Hunter Floyd is the filmmaker behind Bearmane Films. Originally from Houston, Texas, I had the opportunity to meet and interview the talented wedding videographer and share his story.
Tell me about your background.
I’m from Texas originally and lived all over the US. I was in Christian ministry for 6 years as a youth pastor. What I always loved about being in ministry was building relationships with people and storytelling. I would relay stories from the Bible or stories from life and make them relatable to people. I don’t do that anymore now that I make wedding films, but my identity of who I am, from what I used to do to what I do now, is that I still tell stories. The stories I tell now are love stories.
What makes Bearmane Films’ different?
I focus on creating films that are timeless and intentional. I’ve watched a ton of wedding films and I feel like many of them follow a template. I want each couple’s wedding film to be truly unique and a retelling of their personal story. I want to create a film that is so ingrained in who the couple is that it’s truly an extension of them and their relationship and their special day.
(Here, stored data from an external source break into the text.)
// SPDX-FileCopyrightText: 2025 Hyperpolymath
// SPDX-License-Identifier: PMPL-1.0-or-later

//! Per-IP token bucket rate limiting with idle eviction.
//!
//! Each client IP owns an independent bucket (default: burst of 3, refilled
//! at 1 token/second). State lives in a sharded concurrent map so unrelated
//! clients never contend on a common lock, and a background sweep drops
//! entries not seen for the idle threshold. An evicted client that returns
//! simply gets a fresh bucket.

use crate::config::RateLimitConfig;
use dashmap::DashMap;
use std::net::IpAddr;
use std::sync::Arc;
use std::time::{Duration, Instant};
use tracing::debug;

/// Result of a rate limit check.
#[derive(Debug, Clone)]
pub enum RateLimitResult {
    /// Request is admitted
    Allowed {
        /// Whole tokens left in the bucket
        remaining: u32,
    },
    /// Request is denied
    Limited {
        /// Time until the next token becomes available
        retry_after: Duration,
    },
}

/// Token bucket for a single client.
#[derive(Debug)]
struct TokenBucket {
    /// Available tokens, always within `0.0..=capacity`
    tokens: f64,
    /// Maximum tokens (burst size)
    capacity: f64,
    /// Token refill rate per second
    refill_per_sec: f64,
    /// Last time tokens were refilled
    last_refill: Instant,
}

impl TokenBucket {
    fn new(capacity: u32, refill_per_sec: f64) -> Self {
        let capacity = f64::from(capacity);
        Self {
            tokens: capacity,
            capacity,
            refill_per_sec,
            last_refill: Instant::now(),
        }
    }

    /// Refill tokens based on elapsed time, capped at capacity.
    fn refill(&mut self) {
        let now = Instant::now();
        let elapsed = now.duration_since(self.last_refill).as_secs_f64();
        self.tokens = (self.tokens + elapsed * self.refill_per_sec).min(self.capacity);
        self.last_refill = now;
    }

    /// Try to consume a token. Returns true if successful.
    fn try_consume(&mut self) -> bool {
        self.refill();
        if self.tokens >= 1.0 {
            self.tokens -= 1.0;
            true
        } else {
            false
        }
    }

    fn remaining(&self) -> u32 {
        self.tokens.floor() as u32
    }

    fn time_until_available(&self) -> Duration {
        if self.tokens >= 1.0 {
            return Duration::ZERO;
        }
        let needed = 1.0 - self.tokens;
        let wait = needed / self.refill_per_sec;
        // A non-positive or non-finite rate has no computable retry time;
        // such configs are rejected at startup, but a hand-built registry
        // must still deny instead of panicking in Duration::from_secs_f64.
        if wait.is_finite() && wait >= 0.0 {
            Duration::from_secs_f64(wait)
        } else {
            Duration::ZERO
        }
    }
}

/// Per-client state: the bucket plus the last time the client was seen.
#[derive(Debug)]
struct ClientEntry {
    bucket: TokenBucket,
    last_seen: Instant,
}

impl ClientEntry {
    fn new(config: &RateLimitConfig) -> Self {
        Self {
            bucket: TokenBucket::new(config.burst_capacity, config.refill_per_sec),
            last_seen: Instant::now(),
        }
    }
}

/// Concurrent registry of per-IP rate limit state.
///
/// Cheap to clone; clones share the underlying map, so the background
/// sweeper and the request path operate on the same state.
#[derive(Clone)]
pub struct ClientRegistry {
    config: RateLimitConfig,
    clients: Arc<DashMap<IpAddr, ClientEntry>>,
}

impl ClientRegistry {
    /// Create an empty registry with the given limits.
    pub fn new(config: RateLimitConfig) -> Self {
        Self {
            config,
            clients: Arc::new(DashMap::new()),
        }
    }

    /// Check whether a request from `ip` is admitted.
    ///
    /// Get-or-create, refill, consume and the last-seen touch all happen
    /// under the entry's shard guard, so concurrent requests from the same
    /// IP observe a consistent token count and never create duplicate
    /// entries.
    pub fn check(&self, ip: IpAddr) -> RateLimitResult {
        let mut entry = self
            .clients
            .entry(ip)
            .or_insert_with(|| ClientEntry::new(&self.config));
        entry.last_seen = Instant::now();

        if entry.bucket.try_consume() {
            RateLimitResult::Allowed {
                remaining: entry.bucket.remaining(),
            }
        } else {
            let retry_after = entry.bucket.time_until_available();
            debug!(%ip, ?retry_after, "rate limit exceeded");
            RateLimitResult::Limited { retry_after }
        }
    }

    /// Remove every entry whose `last_seen` is older than `idle_threshold`.
    ///
    /// The comparison happens per entry at deletion time, under the same
    /// shard lock `check` takes, so an entry touched while the sweep is in
    /// flight survives it. Returns the number of evicted entries.
    pub fn evict_idle(&self, idle_threshold: Duration) -> usize {
        let before = self.clients.len();
        let now = Instant::now();
        self.clients
            .retain(|_, entry| now.duration_since(entry.last_seen) <= idle_threshold);
        before.saturating_sub(self.clients.len())
    }

    /// Number of tracked clients.
    pub fn len(&self) -> usize {
        self.clients.len()
    }

    /// True if no clients are tracked.
    pub fn is_empty(&self) -> bool {
        self.clients.is_empty()
    }

    #[cfg(test)]
    fn backdate(&self, ip: IpAddr, by: Duration) {
        let mut entry = self.clients.get_mut(&ip).unwrap();
        entry.last_seen -= by;
        entry.bucket.last_refill -= by;
    }
}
I want my creations to watch as movies, not wedding films. I want them to be unique focusing on people and relationships. What’s really important to me is to not give into gimmicks or trends. I want each wedding film to be watched decades later and feel timeless.
Why the name ‘Bearmane’?
Bearmane doesn’t mean anything. I had a friend whose company name was Bear Hands Media and he had a stuffed bear with human manikin hands in his office. I thought it was so silly and fun and wanted to have some cool art in my office, so I decided to take his idea and twist it to my own liking. The name doesn’t mean as much to me as the experience couples have with me. The name is just a reminder of that experience couples had with me.
What area(s) does Bearmane Films cover?
I cover everything in Chicago and it’s suburbs. I also do work in Wisconsin and Michigan. I would love to cover the whole world and am interested in going everywhere!
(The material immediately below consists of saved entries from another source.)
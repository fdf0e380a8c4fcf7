//! Episode replay as an animated GIF.
//!
//! The camera is fixed over the whole episode so motion reads correctly,
//! and each GIF frame holds for the simulated step interval, giving a
//! real-time replay.

use std::fs::File;
use std::io::BufWriter;
use std::path::PathBuf;
use std::time::Duration;

use image::codecs::gif::{GifEncoder, Repeat};
use image::{Delay, RgbaImage};
use tracing::{info, warn};

use crate::error::{Error, Result};
use crate::observers::{Canvas, Observer, Viewport, draw_scene};
use crate::state::Frame;

const VIDEO_SIZE: u32 = 400;
const WORLD_MARGIN: f64 = 1.0;
const DEFAULT_STEP: f64 = 0.25;

pub struct Video {
    path: PathBuf,
    frames: Vec<Frame>,
}

impl Video {
    pub fn new(path: impl Into<PathBuf>) -> Self {
        Video {
            path: path.into(),
            frames: Vec::new(),
        }
    }

    /// Encodes the accumulated frames into the GIF.
    pub fn make(&self) -> Result<()> {
        if self.frames.is_empty() {
            warn!("No frames recorded; skipping video {}", self.path.display());
            return Ok(());
        }

        let artifact_error = |reason: String| Error::Artifact {
            path: self.path.clone(),
            reason,
        };

        // Step interval from the recorded clock, so replay runs at
        // simulation speed.
        let step = match self.frames.as_slice() {
            [first, second, ..] => (second.time - first.time).max(0.01),
            _ => DEFAULT_STEP,
        };
        let delay = Delay::from_saturating_duration(Duration::from_secs_f64(step));

        let viewport = Viewport::fit(&self.frames, VIDEO_SIZE, WORLD_MARGIN);
        let file = File::create(&self.path)?;
        let mut encoder = GifEncoder::new(BufWriter::new(file));
        encoder
            .set_repeat(Repeat::Infinite)
            .map_err(|e| artifact_error(e.to_string()))?;

        for frame in &self.frames {
            let mut canvas = Canvas::new(VIDEO_SIZE);
            draw_scene(&mut canvas, &viewport, frame);
            let image = RgbaImage::from_raw(VIDEO_SIZE, VIDEO_SIZE, canvas.into_pixels())
                .ok_or_else(|| artifact_error("raster buffer has the wrong size".into()))?;
            encoder
                .encode_frame(image::Frame::from_parts(image, 0, 0, delay))
                .map_err(|e| artifact_error(e.to_string()))?;
        }
        info!(
            "Episode video ({} frames) saved to {}",
            self.frames.len(),
            self.path.display()
        );
        Ok(())
    }
}

impl Observer for Video {
    fn observe(&mut self, frame: &Frame) -> Result<()> {
        self.frames.push(frame.clone());
        Ok(())
    }

    fn finalize(&mut self) -> Result<()> {
        self.make()
    }
}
What’s your favorite part of the wedding day to film?
Any moment that elicits emotion. Any moment we’ll look back on in 20 years and be so grateful it was captured.
What piece of advice can you offer to wedding videographers who are just starting out?
Stop watching wedding films and start watching movies. What will really set you a part is creating content that looks different than what others are already giving because if we make stuff that looks like everyone else’s content what makes us different? Create something unique. Find inspiration and create your unique voice. And always put people first. Your couples and their emotions should always be first.
What would you say to a couple who is on the fence about hiring a videographer?
My philosophy is every frame I capture for film is a picture. I should be able to stop the video and it should look like a picture. There is an importance to video. My philosophy is every frame I capture for film is a picture, but film also captures movements, voices and more.
When I show people my films who didn’t have a videographer on their wedding day they regret not having a wedding film. The proof is in the pudding. I think you’d be better off to invest in a wedding film than regret it later. Having proof and evidence of that special day is invaluable. So I always ask couples: Can you honestly tell yourself in 20-30 years that you wouldn’t want film of your wedding day?
What piece of advice can you offer to brides and grooms looking to hire a wedding videographer?
Hire me. 🙂
Second piece of advice is to consider three things. First is trust. Do you trust that videographer to capture your day? Do you trust them to create the art you want them to create for you. Second is intention. Will they intentionally capture the day the way you want to see it but also the way they see it as well? Third is individualism. I would challenge couples who will be spending their hard-earned money to choose someone who is individualistic and cares about your specific love story. All of their films should not look alike.
I’m not going to commission a painter to paint something who looks like they’re just painting by numbers, so why would I pick someone who creates videos who looks like they’re dropping them into a template? Find a videographer who is a storyteller. Weddings are alike, but no two people are alike.